BEGIN Information provided

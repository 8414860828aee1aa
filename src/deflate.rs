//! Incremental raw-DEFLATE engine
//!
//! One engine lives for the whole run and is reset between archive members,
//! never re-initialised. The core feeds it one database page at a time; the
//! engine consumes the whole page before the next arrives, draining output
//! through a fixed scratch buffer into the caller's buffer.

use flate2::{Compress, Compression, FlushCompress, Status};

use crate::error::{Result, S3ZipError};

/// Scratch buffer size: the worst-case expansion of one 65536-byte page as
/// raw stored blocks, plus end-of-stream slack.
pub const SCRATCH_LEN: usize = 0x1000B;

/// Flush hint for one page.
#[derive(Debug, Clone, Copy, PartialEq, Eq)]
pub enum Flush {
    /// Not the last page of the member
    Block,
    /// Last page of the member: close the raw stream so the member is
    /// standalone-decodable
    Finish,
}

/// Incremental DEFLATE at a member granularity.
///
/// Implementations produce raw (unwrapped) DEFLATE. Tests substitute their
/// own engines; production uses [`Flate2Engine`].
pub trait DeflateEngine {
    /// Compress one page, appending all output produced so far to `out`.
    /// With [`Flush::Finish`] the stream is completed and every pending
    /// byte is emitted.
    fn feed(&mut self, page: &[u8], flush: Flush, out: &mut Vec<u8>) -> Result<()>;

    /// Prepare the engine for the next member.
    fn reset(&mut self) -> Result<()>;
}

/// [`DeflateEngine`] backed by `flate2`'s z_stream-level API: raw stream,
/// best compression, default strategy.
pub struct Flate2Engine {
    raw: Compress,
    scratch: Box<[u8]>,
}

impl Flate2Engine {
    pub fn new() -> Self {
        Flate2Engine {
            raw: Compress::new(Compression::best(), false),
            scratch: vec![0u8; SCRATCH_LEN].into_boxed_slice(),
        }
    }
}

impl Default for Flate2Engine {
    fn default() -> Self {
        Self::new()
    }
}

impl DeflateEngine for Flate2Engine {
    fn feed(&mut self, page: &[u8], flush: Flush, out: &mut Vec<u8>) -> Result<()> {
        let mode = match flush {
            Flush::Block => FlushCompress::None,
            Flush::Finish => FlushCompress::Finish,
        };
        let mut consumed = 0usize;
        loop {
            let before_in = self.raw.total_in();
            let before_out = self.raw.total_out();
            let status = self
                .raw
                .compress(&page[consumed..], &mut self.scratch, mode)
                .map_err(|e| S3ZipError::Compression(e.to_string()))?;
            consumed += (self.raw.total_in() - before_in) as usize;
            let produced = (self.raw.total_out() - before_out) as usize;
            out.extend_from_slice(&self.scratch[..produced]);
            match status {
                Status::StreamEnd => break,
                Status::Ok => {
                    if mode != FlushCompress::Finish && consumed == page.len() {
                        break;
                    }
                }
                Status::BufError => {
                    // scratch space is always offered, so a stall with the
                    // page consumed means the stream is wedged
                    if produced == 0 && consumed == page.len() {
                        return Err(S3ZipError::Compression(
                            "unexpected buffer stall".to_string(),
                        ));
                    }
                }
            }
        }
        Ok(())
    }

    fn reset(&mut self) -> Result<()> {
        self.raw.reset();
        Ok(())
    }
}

END Information provided

Task requirements:
Look through the entries above and work out how many lines contain the string "output". Give that number alone.

Answer:
2